## [TASK DETAILS]
Nothing but the lines below between the line holding "use super::*;" and the line holding "(identity.fuel_oil - electrified.fuel_oil)", inclusive, should appear in the answer, each set down exactly.

SUPPLIED RECORDS below:

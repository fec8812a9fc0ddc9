use crate::categories::Fuel;
use serde::{Deserialize, Serialize};

/// Annual use of one fuel by a sector or mode.
#[derive(Debug, Clone, PartialEq, Serialize, Deserialize)]
pub struct FuelUse {
    pub fuel: Fuel,

    /// Delivered energy
    /// unit: BBtu
    pub bbtu: f64,

    /// Fraction of delivered energy converted to useful energy (or motion)
    pub efficiency: f64,

    /// Direct combustion factor; ignored for electricity
    /// unit: MT CO₂e / BBtu
    #[serde(default)]
    pub mt_co2e_per_bbtu: f64,
}

impl FuelUse {
    pub fn new(fuel: Fuel, bbtu: f64, efficiency: f64, mt_co2e_per_bbtu: f64) -> Self {
        Self {
            fuel,
            bbtu,
            efficiency,
            mt_co2e_per_bbtu,
        }
    }

    pub fn electric(bbtu: f64, efficiency: f64) -> Self {
        Self::new(Fuel::Electricity, bbtu, efficiency, 0.0)
    }

    /// Useful energy delivered, BBtu
    pub fn useful_bbtu(&self) -> f64 {
        self.bbtu * self.efficiency
    }
}
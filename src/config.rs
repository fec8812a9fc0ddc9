//! File-based configuration
//!
//! An inventory file is a (possibly partial) TOML rendition of
//! [`Inventory`]: any constant left out keeps its 2015 value. A scenario file
//! is a partial set of [`ScenarioInputs`] keys applied over the engine's
//! identity scenario.

use ghgcalc_core::{GhgError, GhgResult, Inventory, ScenarioInputs};
use ghgcalc_sectors::Engine;
use std::fs;
use std::path::Path;
use tracing::{debug, warn};

fn read(path: &Path) -> GhgResult<String> {
    fs::read_to_string(path).map_err(|source| GhgError::Io {
        path: path.display().to_string(),
        source,
    })
}

pub fn load_inventory(path: impl AsRef<Path>) -> GhgResult<Inventory> {
    let path = path.as_ref();
    debug!(path = %path.display(), "Loading inventory");
    Inventory::from_toml_str(&read(path)?)
}

/// Load an inventory file and build an engine over it.
pub fn load_engine(path: impl AsRef<Path>) -> GhgResult<Engine> {
    Engine::new(load_inventory(path)?)
}

/// Load a scenario file over the identity scenario of `engine`.
///
/// Input warnings are logged but do not fail the load.
pub fn load_scenario(engine: &Engine, path: impl AsRef<Path>) -> GhgResult<ScenarioInputs> {
    let path = path.as_ref();
    debug!(path = %path.display(), "Loading scenario");
    let inputs = engine.baseline_scenario().with_overrides(&read(path)?)?;
    for warning in engine.input_warnings(&inputs) {
        warn!(path = %path.display(), warning = %warning, "Scenario input out of range");
    }
    Ok(inputs)
}
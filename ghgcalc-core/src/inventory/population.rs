//! Regional population parameters

use crate::categories::{BySettlement, Settlement};
use serde::{Deserialize, Serialize};

/// Regional population and its split across settlement classes.
#[derive(Debug, Clone, Serialize, Deserialize)]
#[serde(default)]
pub struct PopulationParameters {
    /// 2015 regional population
    /// unit: persons
    /// default: 5,717,000
    pub total: f64,

    /// Share of the population living in each settlement class
    /// unit: %
    /// default: urban 27.7, suburban 58.4, rural 13.9
    pub settlement_percent: BySettlement<f64>,
}

impl Default for PopulationParameters {
    fn default() -> Self {
        Self {
            total: 5_717_000.0,
            settlement_percent: BySettlement::new(27.7, 58.4, 13.9),
        }
    }
}

impl PopulationParameters {
    /// Baseline population of one settlement class
    pub fn in_settlement(&self, settlement: Settlement) -> f64 {
        self.total * self.settlement_percent.get(settlement) / 100.0
    }
}
//! Residential GHG calculator
//!
//! # What This Calculator Does
//!
//! 1. Scales each settlement class's baseline useful Btu by population,
//!    settlement share and per-capita energy-use change
//! 2. Splits it into fuel × end-use cells using the frozen baseline shares
//! 3. Moves useful Btu between fossil fuels and electricity to meet the
//!    class's electrification target
//! 4. Converts useful Btu back to delivered Btu per fuel and prices it
//!
//! # Fuel switching
//!
//! The switch is keyed on the sign of `target - baseline` per class:
//!
//! - **Electrify**: the switched useful Btu is taken from every fossil cell in
//!   proportion to its share of fossil use. Switched space heat is divided by
//!   the heat-pump space divisor, switched water heat by the heat-pump water
//!   divisor, and switched OTHER use by the electric OTHER efficiency.
//! - **De-electrify**: the surrendered useful Btu comes out of electric
//!   heating first (split space/water by the class's electric heating shares)
//!   and is handed to the fossil fuels in proportion to their share of that
//!   end use. Anything beyond electric heating comes out of electric OTHER.
//!   Returned Btu is divided by ordinary fossil device efficiencies.

use crate::engine::Engine;
use ghgcalc_core::baseline::SettlementBaseline;
use ghgcalc_core::categories::{ByEndUse, ByResidentialFuel, EndUse, ResidentialFuel, Settlement};
use ghgcalc_core::inventory::ResidentialParameters;
use ghgcalc_core::units::{
    growth, pct, BTU_PER_CCF_NG, BTU_PER_GAL_FUEL_OIL, BTU_PER_GAL_LPG, GAL_PER_BBL, KCF_PER_CCF,
    MMT_PER_LB,
};
use ghgcalc_core::ScenarioInputs;
use serde::Serialize;

/// Residential results of one scenario.
#[derive(Debug, Clone, Copy, PartialEq, Serialize)]
pub struct ResidentialEmissions {
    /// unit: MMT CO₂e
    pub ghg_mmt: f64,
    /// Delivered electricity
    /// unit: Btu
    pub electricity_btu: f64,
    /// unit: Btu
    pub natural_gas_btu: f64,
    /// unit: Btu
    pub fuel_oil_btu: f64,
    /// unit: Btu
    pub lpg_btu: f64,
}

/// Direction of the fuel switch for one settlement class.
#[derive(Debug, Clone, Copy, PartialEq)]
enum Switching {
    /// Useful Btu moved from fossil fuels onto electricity
    Electrify { switched_btu: f64 },
    /// Useful Btu moved from electricity back onto fossil fuels
    Deelectrify { surrendered_btu: f64 },
}

impl Switching {
    fn from_target(baseline: &SettlementBaseline, useful_btu: f64, target_percent: f64) -> Self {
        let delta = target_percent - baseline.electric_percent();
        if delta >= 0.0 {
            Switching::Electrify {
                switched_btu: useful_btu * pct(delta),
            }
        } else {
            Switching::Deelectrify {
                surrendered_btu: useful_btu * pct(-delta),
            }
        }
    }
}

/// Divisor applied to useful Btu switched onto electricity for an end use.
fn switch_divisor(parameters: &ResidentialParameters, end_use: EndUse) -> f64 {
    match end_use {
        EndUse::SpaceHeat => parameters.heat_pump_space_divisor,
        EndUse::WaterHeat => parameters.heat_pump_water_divisor,
        EndUse::Other => parameters.efficiency.electricity.other,
    }
}

/// Delivered Btu per fuel for one settlement class.
///
/// # Arguments
///
/// * `baseline` - Frozen shares of the class
/// * `parameters` - Residential device efficiencies and heat-pump divisors
/// * `useful_btu` - Scenario useful Btu of the class
/// * `target_percent` - Electrification target of the class (%)
pub fn settlement_demand(
    baseline: &SettlementBaseline,
    parameters: &ResidentialParameters,
    useful_btu: f64,
    target_percent: f64,
) -> ByResidentialFuel<f64> {
    let cell = |fuel: ResidentialFuel, end_use: EndUse| {
        useful_btu * pct(baseline.cell_percent(fuel, end_use))
    };
    let efficiency = |fuel: ResidentialFuel, end_use: EndUse| {
        *parameters.efficiency.get(fuel).get(end_use)
    };
    let fossil_split = |fuel: ResidentialFuel, end_use: EndUse| {
        pct(*baseline.fossil_fuel_percent.get(end_use).get(fuel))
    };

    let mut demand = ByResidentialFuel::<f64>::default();
    match Switching::from_target(baseline, useful_btu, target_percent) {
        Switching::Electrify { switched_btu } => {
            for end_use in EndUse::ALL {
                let end_use_switched =
                    switched_btu * pct(*baseline.fossil_end_use_percent.get(end_use));
                for fuel in ResidentialFuel::FOSSIL {
                    let switched = end_use_switched * fossil_split(fuel, end_use);
                    *demand.get_mut(fuel) += (cell(fuel, end_use) - switched) / efficiency(fuel, end_use);
                }
                demand.electricity += cell(ResidentialFuel::Electricity, end_use)
                    / efficiency(ResidentialFuel::Electricity, end_use)
                    + end_use_switched / switch_divisor(parameters, end_use);
            }
        }
        Switching::Deelectrify { surrendered_btu } => {
            let electric_heating: f64 = EndUse::ALL
                .iter()
                .filter(|u| u.is_heating())
                .map(|u| cell(ResidentialFuel::Electricity, *u))
                .sum();
            let from_heating = surrendered_btu.min(electric_heating);
            let space_share = pct(baseline.electric_space_heat_percent);
            let surrendered = ByEndUse::new(
                from_heating * space_share,
                from_heating * (1.0 - space_share),
                surrendered_btu - from_heating,
            );
            for (end_use, returned) in surrendered.iter() {
                demand.electricity += (cell(ResidentialFuel::Electricity, end_use) - returned)
                    / efficiency(ResidentialFuel::Electricity, end_use);
                for fuel in ResidentialFuel::FOSSIL {
                    *demand.get_mut(fuel) += (cell(fuel, end_use)
                        + returned * fossil_split(fuel, end_use))
                        / efficiency(fuel, end_use);
                }
            }
        }
    }
    demand
}

impl Engine {
    /// Residential emissions plus the electricity and natural-gas Btu that
    /// downstream calculators consume.
    pub fn compute_residential(&self, inputs: &ScenarioInputs) -> ResidentialEmissions {
        let inventory = self.inventory();
        let parameters = &inventory.residential;
        let population = inventory.population.total * growth(inputs.change_pop);
        let energy_change = growth(inputs.res_energy_change);
        let shares = inputs.settlement_percent();
        let targets = inputs.residential_electrification();

        let mut total = ByResidentialFuel::<f64>::default();
        for settlement in Settlement::ALL {
            let baseline = self.baselines().residential.get(settlement);
            let useful_btu = population
                * pct(*shares.get(settlement))
                * baseline.useful_btu_per_capita
                * energy_change;
            let demand =
                settlement_demand(baseline, parameters, useful_btu, *targets.get(settlement));
            for (fuel, btu) in demand.iter() {
                *total.get_mut(fuel) += btu;
            }
        }

        let electricity_ghg = self.electricity_ghg(inputs, total.electricity);
        // Fossil terms apply the per-capita energy change a second time
        let natural_gas_ghg = total.natural_gas / BTU_PER_CCF_NG
            * energy_change
            * KCF_PER_CCF
            * parameters.lb_co2e_per_kcf_natural_gas
            * MMT_PER_LB;
        let fuel_oil_ghg = total.fuel_oil / BTU_PER_GAL_FUEL_OIL / GAL_PER_BBL
            * energy_change
            * parameters.lb_co2e_per_bbl_fuel_oil
            * MMT_PER_LB;
        let lpg_ghg = total.lpg / BTU_PER_GAL_LPG / GAL_PER_BBL
            * energy_change
            * parameters.lb_co2e_per_bbl_lpg
            * MMT_PER_LB;

        ResidentialEmissions {
            ghg_mmt: electricity_ghg + natural_gas_ghg + fuel_oil_ghg + lpg_ghg,
            electricity_btu: total.electricity,
            natural_gas_btu: total.natural_gas,
            fuel_oil_btu: total.fuel_oil,
            lpg_btu: total.lpg,
        }
    }
}

#[cfg(test)]
mod tests {
    use super::*;
    use approx::assert_relative_eq;
    use ghgcalc_core::baseline::ResidentialBaseline;
    use ghgcalc_core::units::BTU_PER_MWH;

    fn suburban() -> (SettlementBaseline, ResidentialParameters) {
        let parameters = ResidentialParameters::default();
        let baseline = ResidentialBaseline::derive(&parameters).unwrap();
        (baseline.get(Settlement::Suburban).clone(), parameters)
    }

    #[test]
    fn test_identity_recovers_delivered_consumption() {
        let (baseline, parameters) = suburban();
        let useful = baseline.useful_btu_per_capita;
        let demand = settlement_demand(&baseline, &parameters, useful, baseline.electric_percent());

        let consumption = parameters.per_capita.suburban;
        assert_relative_eq!(
            demand.electricity,
            consumption.electricity_mwh * BTU_PER_MWH,
            max_relative = 1e-12
        );
        assert_relative_eq!(
            demand.natural_gas,
            consumption.natural_gas_ccf * BTU_PER_CCF_NG,
            max_relative = 1e-12
        );
    }

    #[test]
    fn test_full_electrification_removes_fossil_fuels() {
        let (baseline, parameters) = suburban();
        let useful = baseline.useful_btu_per_capita;
        let demand = settlement_demand(&baseline, &parameters, useful, 100.0);
        assert!(demand.natural_gas.abs() < 1e-3);
        assert!(demand.fuel_oil.abs() < 1e-3);
        assert!(demand.lpg.abs() < 1e-3);
    }

    #[test]
    fn test_heat_pump_divisors_shrink_switched_demand() {
        let (baseline, parameters) = suburban();
        let useful = baseline.useful_btu_per_capita;
        let identity = settlement_demand(&baseline, &parameters, useful, baseline.electric_percent());
        let target = baseline.electric_percent() + 10.0;
        let electrified = settlement_demand(&baseline, &parameters, useful, target);

        let added_electricity = electrified.electricity - identity.electricity;
        let removed_fossil = (identity.natural_gas - electrified.natural_gas)
            + (identity.fuel_oil - electrified.fuel_oil)
            + (identity.lpg - electrified.lpg);
        assert!(added_electricity > 0.0);
        assert!(added_electricity < removed_fossil);
    }

    #[test]
    fn test_deelectrification_moves_heating_to_fossil() {
        let (baseline, parameters) = suburban();
        let useful = baseline.useful_btu_per_capita;
        let identity = settlement_demand(&baseline, &parameters, useful, baseline.electric_percent());
        let demand = settlement_demand(&baseline, &parameters, useful, baseline.min_electrification);

        assert!(demand.electricity < identity.electricity);
        assert!(demand.natural_gas > identity.natural_gas);
        assert!(demand.fuel_oil > identity.fuel_oil);
        assert!(demand.lpg > identity.lpg);

        // At the minimum only OTHER remains electric
        let other_only = useful
            * pct(baseline.cell_percent(ResidentialFuel::Electricity, EndUse::Other))
            / parameters.efficiency.electricity.other;
        assert_relative_eq!(demand.electricity, other_only, max_relative = 1e-9);
    }

    #[test]
    fn test_below_minimum_draws_on_electric_other() {
        let (baseline, parameters) = suburban();
        let useful = baseline.useful_btu_per_capita;
        let at_min = settlement_demand(&baseline, &parameters, useful, baseline.min_electrification);
        let below = settlement_demand(&baseline, &parameters, useful, 0.0);
        assert!(below.electricity.abs() < 1e-3);
        assert!(below.natural_gas > at_min.natural_gas);
    }

    #[test]
    fn test_switching_direction() {
        let (baseline, _) = suburban();
        let e = baseline.electric_percent();
        assert!(matches!(
            Switching::from_target(&baseline, 100.0, e),
            Switching::Electrify { switched_btu } if switched_btu == 0.0
        ));
        assert!(matches!(
            Switching::from_target(&baseline, 100.0, e - 1.0),
            Switching::Deelectrify { .. }
        ));
    }
}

End of SUPPLIED RECORDS.

## [EXERCISE ANSWER]
    use super::*;
    use approx::assert_relative_eq;
    use ghgcalc_core::baseline::ResidentialBaseline;
    use ghgcalc_core::units::BTU_PER_MWH;

    fn suburban() -> (SettlementBaseline, ResidentialParameters) {
        let parameters = ResidentialParameters::default();
        let baseline = ResidentialBaseline::derive(&parameters).unwrap();
        (baseline.get(Settlement::Suburban).clone(), parameters)
    }

    #[test]
    fn test_identity_recovers_delivered_consumption() {
        let (baseline, parameters) = suburban();
        let useful = baseline.useful_btu_per_capita;
        let demand = settlement_demand(&baseline, &parameters, useful, baseline.electric_percent());

        let consumption = parameters.per_capita.suburban;
        assert_relative_eq!(
            demand.electricity,
            consumption.electricity_mwh * BTU_PER_MWH,
            max_relative = 1e-12
        );
        assert_relative_eq!(
            demand.natural_gas,
            consumption.natural_gas_ccf * BTU_PER_CCF_NG,
            max_relative = 1e-12
        );
    }

    #[test]
    fn test_full_electrification_removes_fossil_fuels() {
        let (baseline, parameters) = suburban();
        let useful = baseline.useful_btu_per_capita;
        let demand = settlement_demand(&baseline, &parameters, useful, 100.0);
        assert!(demand.natural_gas.abs() < 1e-3);
        assert!(demand.fuel_oil.abs() < 1e-3);
        assert!(demand.lpg.abs() < 1e-3);
    }

    #[test]
    fn test_heat_pump_divisors_shrink_switched_demand() {
        let (baseline, parameters) = suburban();
        let useful = baseline.useful_btu_per_capita;
        let identity = settlement_demand(&baseline, &parameters, useful, baseline.electric_percent());
        let target = baseline.electric_percent() + 10.0;
        let electrified = settlement_demand(&baseline, &parameters, useful, target);

        let added_electricity = electrified.electricity - identity.electricity;
        let removed_fossil = (identity.natural_gas - electrified.natural_gas)
            + (identity.fuel_oil - electrified.fuel_oil)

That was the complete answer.